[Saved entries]
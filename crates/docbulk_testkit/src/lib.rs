//! # docbulk Testkit
//!
//! Test utilities for docbulk.
//!
//! This crate provides:
//! - Fixtures wiring the client to an in-process reference store
//! - Transport wrappers that count calls or inject conflicts and failures
//! - Property-based test generators using proptest
//! - Concurrent producer stress helpers
//! - Tracing initialisation for tests
//!
//! ## Usage
//!
//! ```rust,ignore
//! use docbulk_testkit::prelude::*;
//!
//! #[test]
//! fn writes_land_in_the_store() {
//!     with_store(|store| {
//!         let notes = store.repository::<Note>("notes");
//!         notes.index(Some("1"), &Note::new("hi")).unwrap();
//!         assert_eq!(notes.get("1").unwrap(), Some(Note::new("hi")));
//!     });
//! }
//! ```

#![deny(unsafe_code)]
#![warn(missing_docs)]

pub mod fixtures;
pub mod generators;
pub mod stress;
pub mod transports;

/// Prelude module for convenient imports
pub mod prelude {
    pub use crate::fixtures::*;
    pub use crate::generators::*;
    pub use crate::stress::*;
    pub use crate::transports::*;
}

pub use fixtures::*;
pub use generators::*;
pub use stress::*;
pub use transports::*;
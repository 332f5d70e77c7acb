//! Concurrency tokens for optimistic concurrency control.

use crate::error::{ProtocolError, ProtocolResult};
use std::fmt;

/// Identifies one specific version of a stored document.
///
/// A token is the pair (`epoch`, `sequence`), known on the wire as
/// `_primary_term` and `_seq_no`. A conditional write carrying a token is
/// rejected with a conflict when the stored document has moved on.
#[derive(Debug, Clone, Copy, PartialEq, Eq, Hash, PartialOrd, Ord)]
pub struct ConcurrencyToken {
    /// Version epoch (primary term).
    pub epoch: u64,
    /// Version sequence number.
    pub sequence: u64,
}

impl ConcurrencyToken {
    /// Creates a token from its two counters.
    pub fn new(epoch: u64, sequence: u64) -> Self {
        Self { epoch, sequence }
    }

    /// Builds a token from optional wire fields.
    ///
    /// Both counters present yields a token, both absent yields `None`,
    /// anything else is an [`ProtocolError::IncompleteToken`].
    pub fn from_parts(sequence: Option<u64>, epoch: Option<u64>) -> ProtocolResult<Option<Self>> {
        match (sequence, epoch) {
            (Some(sequence), Some(epoch)) => Ok(Some(Self { epoch, sequence })),
            (None, None) => Ok(None),
            _ => Err(ProtocolError::IncompleteToken),
        }
    }

    /// Splits an optional token into optional wire fields (`if_seq_no`, `if_primary_term`).
    pub fn into_parts(token: Option<Self>) -> (Option<u64>, Option<u64>) {
        match token {
            Some(t) => (Some(t.sequence), Some(t.epoch)),
            None => (None, None),
        }
    }
}

impl fmt::Display for ConcurrencyToken {
    fn fmt(&self, f: &mut fmt::Formatter<'_>) -> fmt::Result {
        write!(f, "seq={} epoch={}", self.sequence, self.epoch)
    }
}

#[cfg(test)]
mod tests {
    use super::*;

    #[test]
    fn both_or_neither() {
        assert_eq!(
            ConcurrencyToken::from_parts(Some(5), Some(1)).unwrap(),
            Some(ConcurrencyToken::new(1, 5))
        );
        assert_eq!(ConcurrencyToken::from_parts(None, None).unwrap(), None);
        assert!(matches!(
            ConcurrencyToken::from_parts(Some(5), None),
            Err(ProtocolError::IncompleteToken)
        ));
        assert!(matches!(
            ConcurrencyToken::from_parts(None, Some(1)),
            Err(ProtocolError::IncompleteToken)
        ));
    }

    #[test]
    fn ordering_follows_epoch_then_sequence() {
        let old_epoch = ConcurrencyToken::new(1, 900);
        let new_epoch = ConcurrencyToken::new(2, 3);
        assert!(old_epoch < new_epoch);
        assert!(ConcurrencyToken::new(1, 5) < ConcurrencyToken::new(1, 6));
    }

    #[test]
    fn display() {
        assert_eq!(ConcurrencyToken::new(1, 6).to_string(), "seq=6 epoch=1");
    }
}
impl<'s, T, X, C> BulkSession<'s, T, X, C>
where
    X: DocumentTransport + ?Sized,
    C: DocumentCodec<T> + ?Sized,
{
    /// Creates a session writing to `index`.
    pub fn new(transport: &'s X, codec: &'s C, index: &'s str, config: BulkConfig) -> Self {
        Self {
            transport,
            codec,
            index,
            retry: RetryConfig::default(),
            buffer: BatchBuffer::with_capacity(config.effective_batch_size()),
            config,
            dispatch: Mutex::new(BulkStats::default()),
        }
    }

    /// Sets the backoff used by conflict retries. The attempt budget comes
    /// from [`BulkConfig::retry_conflicting_updates`].
    pub fn with_retry(mut self, retry: RetryConfig) -> Self {
        self.retry = retry;
        self
    }

    /// Returns the target index.
    pub fn index_name(&self) -> &str {
        self.index
    }

    /// Returns the configuration.
    pub fn config(&self) -> &BulkConfig {
        &self.config
    }

    /// Buffers a document write.
    ///
    /// Without an id the store assigns one (create). With an id the write
    /// is a create when `create` is set, an upsert otherwise.
    pub fn index(&self, id: Option<&str>, document: &T, create: bool) -> ClientResult<()> {
        let payload = self.codec.encode(document)?;
        let intent = match id {
            Some(id) if !create => WriteIntent::Upsert {
                id: id.to_string(),
                payload,
            },
            id => WriteIntent::Create {
                id: id.map(str::to_string),
                payload,
            },
        };
        self.add(BulkItem::new(intent))
    }

    /// Buffers `transform(original)` guarded by `token`.
    ///
    /// The transform is kept so a conflicting item can be re-applied to a
    /// fresh read.
    pub fn update<F>(
        &self,
        id: &str,
        token: ConcurrencyToken,
        original: T,
        transform: F,
    ) -> ClientResult<()>
    where
        F: Fn(T) -> T + Send + Sync + 'static,
    {
        let transform: Transform<T> = Arc::new(transform);
        let payload = self.codec.encode(&transform(original))?;
        let intent = WriteIntent::ConditionalUpdate {
            id: id.to_string(),
            token,
            payload,
        };
        self.add(BulkItem::new(intent).with_transform(transform))
    }

    /// Reads `id` and buffers an update of the current value.
    pub fn get_and_update<F>(&self, id: &str, transform: F) -> ClientResult<()>
    where
        F: Fn(T) -> T + Send + Sync + 'static,
    {
        if self.buffer.is_sealed() {
            return Err(ClientError::SessionClosed);
        }
        let current = self
            .transport
            .get(self.index, id)?
            .ok_or_else(|| ClientError::NotFound { id: id.to_string() })?;
        let original = self.codec.decode(&current.source)?;
        self.update(id, current.token, original, transform)
    }

    /// Buffers a delete.
    pub fn delete(&self, id: &str, token: Option<ConcurrencyToken>) -> ClientResult<()> {
        self.add(BulkItem::new(WriteIntent::Delete {
            id: id.to_string(),
            token,
        }))
    }

    /// Buffers a prepared item and flushes if the batch is full.
    pub fn add(&self, item: BulkItem<T>) -> ClientResult<()> {
        let batch_size = self.config.effective_batch_size();
        let pending = self
            .buffer
            .append(item)
            .map_err(|_| ClientError::SessionClosed)?;
        if pending >= batch_size {
            let mut stats = self.dispatch.lock();
            // Another crosser may have flushed while we waited.
            if self.buffer.len() >= batch_size {
                let snapshot = self.buffer.take_snapshot();
                self.dispatch_batch(&mut stats, snapshot)?;
            }
        }
        Ok(())
    }

    /// Flushes everything pending now.
    pub fn flush(&self) -> ClientResult<BatchOutcome> {
        let mut stats = self.dispatch.lock();
        let snapshot = self.buffer.take_snapshot();
        self.dispatch_batch(&mut stats, snapshot)
    }

    /// Stops intake and flushes the remainder. Closing twice is a no-op.
    pub fn close(&self) -> ClientResult<BulkStats> {
        let mut stats = self.dispatch.lock();
        if self.buffer.is_sealed() {
            return Ok(*stats);
        }
        let remainder = self.buffer.seal();
        self.dispatch_batch(&mut stats, remainder)?;
        info!(
            index = self.index,
            batches = stats.batches,
            items = stats.items,
            succeeded = stats.succeeded,
            failed = stats.failed,
            retried = stats.retried,
            "bulk session closed"
        );
        Ok(*stats)
    }

    /// Returns true once the session stopped accepting items.
    pub fn is_closed(&self) -> bool {
        self.buffer.is_sealed()
    }

    /// Returns the number of buffered items.
    pub fn pending(&self) -> usize {
        self.buffer.len()
    }

    /// Returns cumulative statistics.
    pub fn stats(&self) -> BulkStats {
        *self.dispatch.lock()
    }

    fn dispatch_batch(
        &self,
        stats: &mut BulkStats,
        snapshot: BatchSnapshot<BulkItem<T>>,
    ) -> ClientResult<BatchOutcome> {
        if snapshot.is_empty() {
            return Ok(BatchOutcome::default());
        }
        let actions: Vec<BulkAction> = snapshot.iter().map(|item| item.intent.to_action()).collect();
        debug!(index = self.index, items = actions.len(), "flushing bulk batch");

        let responses = self
            .transport
            .bulk_write(self.index, &actions, self.config.refresh)
            .map_err(|e| {
                warn!(index = self.index, items = actions.len(), error = %e, "bulk request failed, batch dropped");
                e
            })?;
        check_alignment(actions.len(), responses.len())?;

        let mut outcome = BatchOutcome::with_capacity(actions.len());
        for (position, (mut item, response)) in snapshot.into_iter().zip(responses).enumerate() {
            let result = response.into_result();
            let status = match route(&item, &result, self.config.retry_conflicting_updates) {
                Route::Done(status) => status,
                Route::Retry { id, transform } => self.retry_update(&id, &transform),
            };
            finish_item(&mut outcome, &self.config, position, &mut item, result.id, status);
        }
        stats.absorb(&outcome);
        Ok(outcome)
    }

    fn retry_update(&self, id: &str, transform: &Transform<T>) -> ItemStatus {
        let retry = self
            .retry
            .clone()
            .with_max_attempts(self.config.retry_conflicting_updates);
        // Retries never wait for a refresh, whatever the batch asked for.
        let result = UpdateCoordinator::new(self.transport, self.codec, self.index)
            .with_retry(retry)
            .with_refresh(RefreshPolicy::None)
            .update(id, |value| transform(value));
        retry_status(result)
    }
}

impl<T, X, C> Drop for BulkSession<'_, T, X, C>
where
    X: DocumentTransport + ?Sized,
    C: DocumentCodec<T> + ?Sized,
{
    fn drop(&mut self) {
        if !self.buffer.is_sealed() {
            if let Err(e) = self.close() {
                warn!(index = self.index, error = %e, "flush of dropped bulk session failed");
            }
        }
    }
}

#[cfg(test)]
mod tests {
    use super::*;
    use crate::codec::JsonCodec;
    use crate::report::IntentKind;
    use crate::transport::MockTransport;
    use docbulk_protocol::OpType;
    use serde::{Deserialize, Serialize};
    use std::sync::atomic::{AtomicUsize, Ordering};
    use std::time::Duration;

    #[derive(Debug, Clone, PartialEq, Serialize, Deserialize)]
    struct Note {
        text: String,
    }

    fn note(text: &str) -> Note {
        Note { text: text.into() }
    }

    fn session<'a>(
        transport: &'a MockTransport,
        codec: &'a JsonCodec<Note>,
        config: BulkConfig,
    ) -> BulkSession<'a, Note, MockTransport, JsonCodec<Note>> {
        BulkSession::new(transport, codec, "notes", config).with_retry(
            RetryConfig::new(1).with_backoff(Duration::ZERO, Duration::from_millis(1)),
        )
    }

    #[test]
    fn flushes_on_threshold_and_close() {
        let transport = MockTransport::new();
        let codec = JsonCodec::new();
        let s = session(&transport, &codec, BulkConfig::new(2));

        s.index(Some("1"), &note("hi"), false).unwrap();
        assert_eq!(transport.batch_sizes(), Vec::<usize>::new());
        s.index(Some("2"), &note("world"), false).unwrap();
        assert_eq!(transport.batch_sizes(), vec![2]);
        s.index(Some("3"), &note("."), false).unwrap();
        assert_eq!(s.pending(), 1);

        let stats = s.close().unwrap();
        assert_eq!(transport.batch_sizes(), vec![2, 1]);
        assert_eq!(stats.batches, 2);
        assert_eq!(stats.succeeded, 3);
        assert_eq!(transport.document("3").unwrap().source, br#"{"text":"."}"#.to_vec());
    }

    #[test]
    fn closed_session_rejects_items_and_close_is_idempotent() {
        let transport = MockTransport::new();
        let codec = JsonCodec::new();
        let s = session(&transport, &codec, BulkConfig::new(10));
        s.delete("x", None).unwrap();
        s.close().unwrap();
        s.close().unwrap();

        assert!(s.is_closed());
        assert!(matches!(
            s.index(None, &note("late"), false),
            Err(ClientError::SessionClosed)
        ));
        assert_eq!(transport.batch_sizes(), vec![1]);
    }

    #[test]
    fn intents_map_to_actions() {
        let transport = MockTransport::new();
        let codec = JsonCodec::new();
        let s = session(&transport, &codec, BulkConfig::new(10));
        s.index(None, &note("a"), false).unwrap();
        s.index(Some("b"), &note("b"), true).unwrap();
        s.index(Some("c"), &note("c"), false).unwrap();
        s.flush().unwrap();

        let ops: Vec<(OpType, Option<String>)> = transport.bulk_calls()[0]
            .iter()
            .map(|a| (a.op_type, a.id.clone()))
            .collect();
        assert_eq!(
            ops,
            vec![
                (OpType::Create, None),
                (OpType::Create, Some("b".into())),
                (OpType::Index, Some("c".into())),
            ]
        );
    }

    #[test]
    fn failed_items_are_counted_not_raised() {
        let transport = MockTransport::new();
        transport.put_document("taken", b"{}");
        let codec = JsonCodec::new();
        let s = session(&transport, &codec, BulkConfig::new(10));
        s.index(Some("taken"), &note("dup"), true).unwrap();
        s.delete("missing", None).unwrap();
        s.index(Some("ok"), &note("fine"), false).unwrap();

        let outcome = s.flush().unwrap();
        assert_eq!(outcome.succeeded, 1);
        assert_eq!(outcome.failed, 2);
        let categories: Vec<_> = outcome
            .failures()
            .map(|r| match &r.status {
                ItemStatus::Failed { category, .. } => *category,
                other => panic!("unexpected {other:?}"),
            })
            .collect();
        assert_eq!(
            categories,
            vec![FailureCategory::Conflict, FailureCategory::NotFound]
        );
    }

    #[test]
    fn conflicting_update_is_retried_against_fresh_read() {
        let transport = MockTransport::new();
        let stale = transport.put_document("n", br#"{"text":"v1"}"#);
        transport.put_document("n", br#"{"text":"v2"}"#);
        let codec = JsonCodec::new();
        let s = session(&transport, &codec, BulkConfig::new(10).with_retry_conflicting_updates(2));

        s.update("n", stale, note("v1"), |n: Note| Note {
            text: format!("{}!", n.text),
        })
        .unwrap();
        let outcome = s.flush().unwrap();

        assert_eq!(outcome.retried, 1);
        assert_eq!(outcome.succeeded, 1);
        assert!(matches!(
            outcome.reports[0].status,
            ItemStatus::Retried { attempts: 1, .. }
        ));
        assert_eq!(
            transport.document("n").unwrap().source,
            br#"{"text":"v2!"}"#.to_vec()
        );
    }

    #[test]
    fn conflicts_without_budget_fail() {
        let transport = MockTransport::new();
        let stale = transport.put_document("n", br#"{"text":"v1"}"#);
        transport.put_document("n", br#"{"text":"v2"}"#);
        let codec = JsonCodec::new();
        let s = session(&transport, &codec, BulkConfig::new(10));

        s.update("n", stale, note("v1"), |n| n).unwrap();
        let outcome = s.flush().unwrap();
        assert_eq!(outcome.failed, 1);
        assert_eq!(transport.writes(), 0);
    }

    #[test]
    fn get_and_update_of_missing_document() {
        let transport = MockTransport::new();
        let codec = JsonCodec::new();
        let s = session(&transport, &codec, BulkConfig::new(10));
        assert!(matches!(
            s.get_and_update("nope", |n: Note| n),
            Err(ClientError::NotFound { .. })
        ));
        assert_eq!(s.pending(), 0);
    }

    #[test]
    fn callbacks_fire_once_per_item() {
        let transport = MockTransport::new();
        let codec = JsonCodec::new();
        let seen = Arc::new(AtomicUsize::new(0));
        let session_seen = Arc::clone(&seen);
        let config = BulkConfig::new(10).with_item_callback(move |report| {
            assert_eq!(report.kind, IntentKind::Upsert);
            session_seen.fetch_add(1, Ordering::SeqCst);
        });
        let s = session(&transport, &codec, config);

        let item_seen = Arc::new(AtomicUsize::new(0));
        let counter = Arc::clone(&item_seen);
        let payload = codec.encode(&note("x")).unwrap();
        s.add(
            BulkItem::new(WriteIntent::Upsert {
                id: "x".into(),
                payload,
            })
            .with_callback(move |report| {
                assert!(report.status.is_success());
                counter.fetch_add(1, Ordering::SeqCst);
            }),
        )
        .unwrap();
        s.index(Some("y"), &note("y"), false).unwrap();
        s.close().unwrap();

        assert_eq!(item_seen.load(Ordering::SeqCst), 1);
        assert_eq!(seen.load(Ordering::SeqCst), 2);
    }

    #[test]
    fn transport_failure_fails_the_flush() {
        let transport = MockTransport::new();
        transport.fail_next_bulk("connection reset");
        let codec = JsonCodec::new();
        let s = session(&transport, &codec, BulkConfig::new(10));
        s.index(Some("a"), &note("a"), false).unwrap();

        assert!(s.flush().unwrap_err().is_retryable());
        assert_eq!(s.pending(), 0);
        assert_eq!(s.stats().batches, 0);
    }

    #[test]
    fn drop_flushes_remainder() {
        let transport = MockTransport::new();
        let codec = JsonCodec::new();
        {
            let s = session(&transport, &codec, BulkConfig::new(10));
            s.index(Some("a"), &note("a"), false).unwrap();
        }
        assert_eq!(transport.batch_sizes(), vec![1]);
    }

    #[test]
    fn misaligned_response_is_a_protocol_error() {
        assert!(check_alignment(2, 2).is_ok());
        assert!(matches!(
            check_alignment(2, 1),
            Err(ClientError::Protocol(_))
        ));
    }
}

-- Exercise instructions --
Wherever a line above contains the string "value", count it; then give the total alone.

-- Task response --
2